Sejarah Berdirinya Yayasan
Satu tahun sebelum nama Yayasan Ar-Risalah Surakarta resmi tercatat di hadapan notaris, sekelompok dai muda telah menyalakan api dakwah. Mereka berkumpul, berembuk, lalu melahirkan sebuah karya sederhana namun penuh makna: majalah dakwah.
Majalah itu bukan sekadar lembaran kertas berisi tulisan. Ia adalah suara hati, jeritan zaman, sekaligus cahaya yang menuntun pembacanya kepada Islam yang lurus. Dalam waktu singkat, majalah Ar-Risalah dikenal luas sebagai majalah keluarga Islami, bahkan sebagian orang mengira sekolah-sekolah Ar-Risalah yang lahir kemudian adalah bagian dari majalah itu.
Namun perjalanan tidak berhenti di sana. Setahun berjalan, para dai muda menyadari satu hal: perjuangan ini membutuhkan badan hukum resmi. Mereka melihat bahwa majalah sebagai media dakwah lebih dekat pada dunia usaha yang profit oriented.
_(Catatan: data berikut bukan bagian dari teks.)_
//! Handler for detailed link statistics.

use axum::{
    Json,
    extract::{Path, State},
};
use chrono::Utc;

use crate::api::dto::clicks::ClickInfo;
use crate::api::dto::stats::StatsResponse;
use crate::api::dto::stats_list::LinkStatus;
use crate::error::AppError;
use crate::state::AppState;

/// Retrieves detailed statistics for a specific short link.
///
/// # Endpoint
///
/// `GET /api/stats/{code}`
///
/// # Response
///
/// Returns link metadata, total click count, and every recorded click
/// (oldest first). Expired links are still reported.
///
/// # Errors
///
/// Returns 404 Not Found if the short code doesn't exist.
pub async fn stats_handler(
    State(state): State<AppState>,
    Path(code): Path<String>,
) -> Result<Json<StatsResponse>, AppError> {
    let record = state.stats_service.detail(&code).await?;

    let status = if record.is_expired_at(Utc::now()) {
        LinkStatus::Expired
    } else {
        LinkStatus::Active
    };

    Ok(Json(StatsResponse {
        short_url: record.short_code.url(&state.base_url),
        code: record.id,
        long_url: record.long_url,
        created_at: record.created_at,
        expires_at: record.expires_at,
        status,
        total: record.clicks.len(),
        items: record.clicks.into_iter().map(ClickInfo::from).collect(),
    }))
}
Sedangkan cita-cita mereka lebih luas — mendidik generasi Qur’ani, membangun dakwah sosial, dan menebar manfaat yang berkelanjutan.
Maka lahirlah sebuah keputusan besar: memisahkan fokus antara majalah dan pendidikan. Dari sinilah gagasan mendirikan Yayasan Ar-Risalah Surakarta menemukan momentumnya.
Tanggal 12 September 2000, sejarah itu ditorehkan. Di hadapan notaris Afifah, tujuh orang pendiri hadir mengikrarkan tekad:
-
Sigit Rahardja – Pembina
-
Rachmat Budi Santosa – Pengawas
-
Zulfikar – Pengawas
-
Arif Rifai – Ketua
-
Muhammad Ismail – Sekretaris
-
Sunarto – Bendahara
-
Imam Murid – Anggota
Mereka adalah tujuh pionir, yang dengan segala keterbatasannya meletakkan fondasi bagi berdirinya sebuah lembaga besar yang kelak akan mengakar kuat di tengah masyarakat.
Dua tahun kemudian, tepatnya pada tahun ajaran 2002/2003, cita-cita mulia itu mewujud nyata dengan lahirnya Sekolah Dasar Islam Terpadu (SDIT) Ar-Risalah. Dari sinilah pintu gerbang pendidikan berbasis Al-Qur’an dan adab terbuka lebar.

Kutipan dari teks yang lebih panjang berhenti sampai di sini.